Instructions for the task:
Give the number of lines in the listing that contain the word "Result", and nothing besides.

■ ■ ■ ■ ■

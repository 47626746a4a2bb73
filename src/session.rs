//! # Scan Session
//!
//! Runs a [`ThumbnailScanner`] on a background worker thread and exposes its
//! progress to any number of observers. Once the walk is over, the session
//! owns the orphan list and deletes it one file at a time, so callers can
//! report progress or stop between removals.

use serde::Serialize;
use std::collections::VecDeque;
use std::fs;
use std::io;
use std::path::{Path, PathBuf};
use std::sync::{Arc, Mutex, MutexGuard, PoisonError};
use std::thread::{self, JoinHandle};
use std::time::Duration;
use thiserror::Error;

use crate::config::WORKER_THREAD_NAME;
use crate::core::ProgressInfo;
use crate::processing::ThumbnailScanner;
use crate::ui;

/// Session lifecycle, it only ever moves forward
#[derive(Debug, Clone, Copy, Default, PartialEq, Eq)]
pub enum SessionState {
	#[default]
	ReadyToScan,
	Scanning,
	ReadyToDelete,
	Deleting,
	Finished,
}

#[derive(Debug, Error)]
pub enum SessionError {
	#[error("scan has already been started")]
	AlreadyRunning,
	#[error("scan has not been started")]
	NotStarted,
	#[error("failed to spawn scan worker: {0}")]
	Spawn(#[from] io::Error),
	#[error("scan worker panicked")]
	WorkerPanicked,
}

/// Running totals of the deletion step
#[derive(Debug, Clone, Copy, Default, PartialEq, Eq, Serialize)]
pub struct DeletionSummary {
	pub deleted: u64,
	pub failed: u64,
	pub bytes_freed: u64,
}

#[derive(Debug, Default)]
struct Shared {
	progress: ProgressInfo,
	state: SessionState,
	orphans: VecDeque<PathBuf>,
	elapsed: Duration,
}

fn lock(shared: &Mutex<Shared>) -> MutexGuard<'_, Shared> {
	shared.lock().unwrap_or_else(PoisonError::into_inner)
}

/// Ends the scan if the worker unwinds, so pollers of `is_running` stop
struct PanicGuard<'a>(&'a Mutex<Shared>);

impl Drop for PanicGuard<'_> {
	fn drop(&mut self) {
		if thread::panicking() {
			let mut shared = lock(self.0);
			shared.progress.running = false;
			shared.state = SessionState::Finished;
			shared.orphans.clear();
		}
	}
}

pub struct ScanSession {
	scanner: ThumbnailScanner,
	shared: Arc<Mutex<Shared>>,
	worker: Option<JoinHandle<()>>,
	deletion: DeletionSummary,
}

impl ScanSession {
	pub fn new(scanner: ThumbnailScanner) -> Self {
		Self {
			scanner,
			shared: Arc::new(Mutex::new(Shared::default())),
			worker: None,
			deletion: DeletionSummary::default(),
		}
	}

	pub fn with_default_root() -> Self {
		Self::new(ThumbnailScanner::default_root())
	}

	pub fn root(&self) -> &Path {
		self.scanner.root()
	}

	/// Start the background walk and return immediately
	pub fn start(&mut self) -> Result<(), SessionError> {
		{
			let mut shared = lock(&self.shared);
			if self.worker.is_some() || shared.state != SessionState::ReadyToScan {
				return Err(SessionError::AlreadyRunning);
			}
			shared.state = SessionState::Scanning;
			shared.progress.running = true;
		}

		let scanner = self.scanner.clone();
		let shared = Arc::clone(&self.shared);

		let spawned = thread::Builder::new()
			.name(WORKER_THREAD_NAME.to_string())
			.spawn(move || {
				let _guard = PanicGuard(&shared);
				let report = scanner.scan(|progress| {
					// `running` only drops together with the orphan list below
					lock(&shared).progress = ProgressInfo { running: true, ..progress.clone() };
				});

				let mut shared = lock(&shared);
				shared.state = if report.orphans.is_empty() {
					SessionState::Finished
				} else {
					SessionState::ReadyToDelete
				};
				shared.orphans = report.orphans.into();
				shared.elapsed = report.elapsed;
				shared.progress = report.progress;
			});

		match spawned {
			Ok(handle) => {
				self.worker = Some(handle);
				ui::debug(&format!("Scan started: {}", self.root().display()));
				Ok(())
			}
			Err(e) => {
				let mut shared = lock(&self.shared);
				shared.state = SessionState::ReadyToScan;
				shared.progress.running = false;
				Err(SessionError::Spawn(e))
			}
		}
	}

	/// Copy of the current progress, never waits for the walk
	pub fn snapshot(&self) -> ProgressInfo {
		lock(&self.shared).progress.clone()
	}

	pub fn is_running(&self) -> bool {
		lock(&self.shared).progress.running
	}

	pub fn state(&self) -> SessionState {
		lock(&self.shared).state
	}

	/// Orphans still pending deletion, empty until the walk is over
	pub fn orphans(&self) -> Vec<PathBuf> {
		lock(&self.shared).orphans.iter().cloned().collect()
	}

	/// Duration of the completed walk
	pub fn elapsed(&self) -> Duration {
		lock(&self.shared).elapsed
	}

	pub fn deletion(&self) -> DeletionSummary {
		self.deletion
	}

	/// Block until the walk is over and return the final progress
	pub fn wait(&mut self) -> Result<ProgressInfo, SessionError> {
		match self.worker.take() {
			Some(handle) => {
				if handle.join().is_err() {
					let mut shared = lock(&self.shared);
					shared.progress.running = false;
					shared.state = SessionState::Finished;
					return Err(SessionError::WorkerPanicked);
				}
				Ok(self.snapshot())
			}
			None if self.state() == SessionState::ReadyToScan => Err(SessionError::NotStarted),
			None => Ok(self.snapshot()),
		}
	}

	/// Delete the next pending orphan, `false` once there is nothing left to delete
	pub fn delete_one(&mut self) -> bool {
		let next = {
			let mut shared = lock(&self.shared);
			if !matches!(shared.state, SessionState::ReadyToDelete | SessionState::Deleting) {
				return false;
			}
			let next = shared.orphans.pop_front();
			shared.state = if shared.orphans.is_empty() {
				SessionState::Finished
			} else {
				SessionState::Deleting
			};
			next
		};

		let Some(path) = next else { return false };
		self.remove(&path);
		true
	}

	/// Delete every pending orphan
	pub fn delete_all(&mut self) -> DeletionSummary {
		while self.delete_one() {}
		self.deletion
	}

	fn remove(&mut self, path: &Path) {
		let size = fs::symlink_metadata(path).map(|m| m.len()).unwrap_or(0);

		match fs::remove_file(path) {
			Ok(()) => {
				self.deletion.deleted += 1;
				self.deletion.bytes_freed += size;
				ui::debug(&format!("Deleted: {}", path.display()));
			}
			Err(e) if e.kind() == io::ErrorKind::NotFound => {
				self.deletion.deleted += 1;
				ui::debug(&format!("Already gone: {}", path.display()));
			}
			Err(e) => {
				self.deletion.failed += 1;
				ui::warn(&format!("Failed to delete {}: {}", path.display(), e));
			}
		}
	}
}

#[cfg(test)]
mod tests {
	use super::*;
	use crate::config::URI_MARKER;

	fn thumbnail(uri: &str) -> Vec<u8> {
		let mut data = b"\x89PNG\r\n\x1a\n".to_vec();
		data.extend_from_slice(&((URI_MARKER.len() + 1 + uri.len()) as u32).to_be_bytes());
		data.extend_from_slice(b"tEXt");
		data.extend_from_slice(URI_MARKER);
		data.push(0);
		data.extend_from_slice(uri.as_bytes());
		data
	}

	fn cache_with_orphans(count: usize) -> (tempfile::TempDir, PathBuf) {
		let dir = tempfile::tempdir().unwrap();
		let cache = dir.path().join(".thumbnails/normal");
		fs::create_dir_all(&cache).unwrap();
		for i in 0..count {
			fs::write(cache.join(format!("{i}.png")), thumbnail(&format!("file:///gone/{i}.jpg"))).unwrap();
		}
		let root = dir.path().join(".thumbnails");
		(dir, root)
	}

	#[test]
	fn initial_state() {
		let session = ScanSession::new(ThumbnailScanner::new("/nonexistent"));

		assert_eq!(session.state(), SessionState::ReadyToScan);
		assert!(!session.is_running());
		assert_eq!(session.snapshot(), ProgressInfo::default());
		assert!(session.orphans().is_empty());
	}

	#[test]
	fn panicking_worker_stops_running() {
		let shared = Arc::new(Mutex::new(Shared::default()));
		{
			let mut state = lock(&shared);
			state.progress.running = true;
			state.state = SessionState::Scanning;
		}

		let worker_shared = Arc::clone(&shared);
		let joined = thread::spawn(move || {
			let _guard = PanicGuard(&worker_shared);
			panic!("walk failed");
		})
		.join();

		assert!(joined.is_err());
		let state = lock(&shared);
		assert!(!state.progress.running);
		assert_eq!(state.state, SessionState::Finished);
	}

	#[test]
	fn wait_before_start_fails() {
		let mut session = ScanSession::new(ThumbnailScanner::new("/nonexistent"));
		assert!(matches!(session.wait(), Err(SessionError::NotStarted)));
	}

	#[test]
	fn second_start_is_rejected() {
		let (_dir, root) = cache_with_orphans(1);
		let mut session = ScanSession::new(ThumbnailScanner::new(root));

		session.start().unwrap();
		assert!(matches!(session.start(), Err(SessionError::AlreadyRunning)));

		session.wait().unwrap();
		assert!(matches!(session.start(), Err(SessionError::AlreadyRunning)));
	}

	#[test]
	fn delete_before_scan_does_nothing() {
		let (_dir, root) = cache_with_orphans(2);
		let mut session = ScanSession::new(ThumbnailScanner::new(root));

		assert!(!session.delete_one());
		assert_eq!(session.state(), SessionState::ReadyToScan);
	}

	#[test]
	fn snapshot_is_stable_after_completion() {
		let (_dir, root) = cache_with_orphans(3);
		let mut session = ScanSession::new(ThumbnailScanner::new(root));
		session.start().unwrap();
		session.wait().unwrap();

		let first = session.snapshot();
		assert_eq!(first, session.snapshot());
		assert_eq!(first.current_file, 3);
		assert_eq!(first.fraction(), Some(1.0));
	}

	#[test]
	fn incremental_deletion_walks_states() {
		let (_dir, root) = cache_with_orphans(3);
		let mut session = ScanSession::new(ThumbnailScanner::new(root));
		session.start().unwrap();
		session.wait().unwrap();

		assert_eq!(session.state(), SessionState::ReadyToDelete);
		let orphans = session.orphans();
		assert_eq!(orphans.len(), 3);

		assert!(session.delete_one());
		assert_eq!(session.state(), SessionState::Deleting);
		assert!(!orphans[0].exists());
		assert_eq!(session.orphans(), orphans[1..].to_vec());

		// stopping here leaves the rest untouched
		assert!(orphans[1].exists() && orphans[2].exists());

		assert!(session.delete_one());
		assert!(session.delete_one());
		assert_eq!(session.state(), SessionState::Finished);
		assert!(!session.delete_one());
		assert_eq!(session.deletion().deleted, 3);
	}

	#[test]
	fn failed_removal_is_counted_and_skipped() {
		let (_dir, root) = cache_with_orphans(2);
		let mut session = ScanSession::new(ThumbnailScanner::new(root));
		session.start().unwrap();
		session.wait().unwrap();

		let orphans = session.orphans();
		fs::remove_file(&orphans[0]).unwrap();
		fs::create_dir(&orphans[0]).unwrap();

		let summary = session.delete_all();

		assert_eq!(summary.failed, 1);
		assert_eq!(summary.deleted, 1);
		assert!(!orphans[1].exists());
		assert!(session.orphans().is_empty());
		assert_eq!(session.state(), SessionState::Finished);
	}

	#[test]
	fn vanished_orphan_counts_as_deleted() {
		let (_dir, root) = cache_with_orphans(1);
		let mut session = ScanSession::new(ThumbnailScanner::new(root));
		session.start().unwrap();
		session.wait().unwrap();

		fs::remove_file(&session.orphans()[0]).unwrap();
		let summary = session.delete_all();

		assert_eq!(summary, DeletionSummary { deleted: 1, failed: 0, bytes_freed: 0 });
	}

	#[test]
	fn no_orphans_finishes_directly() {
		let dir = tempfile::tempdir().unwrap();
		let mut session = ScanSession::new(ThumbnailScanner::new(dir.path()));
		session.start().unwrap();
		session.wait().unwrap();

		assert_eq!(session.state(), SessionState::Finished);
		assert!(!session.delete_one());
	}
}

■ ■ ■ ■ ■

Answer to this task:
2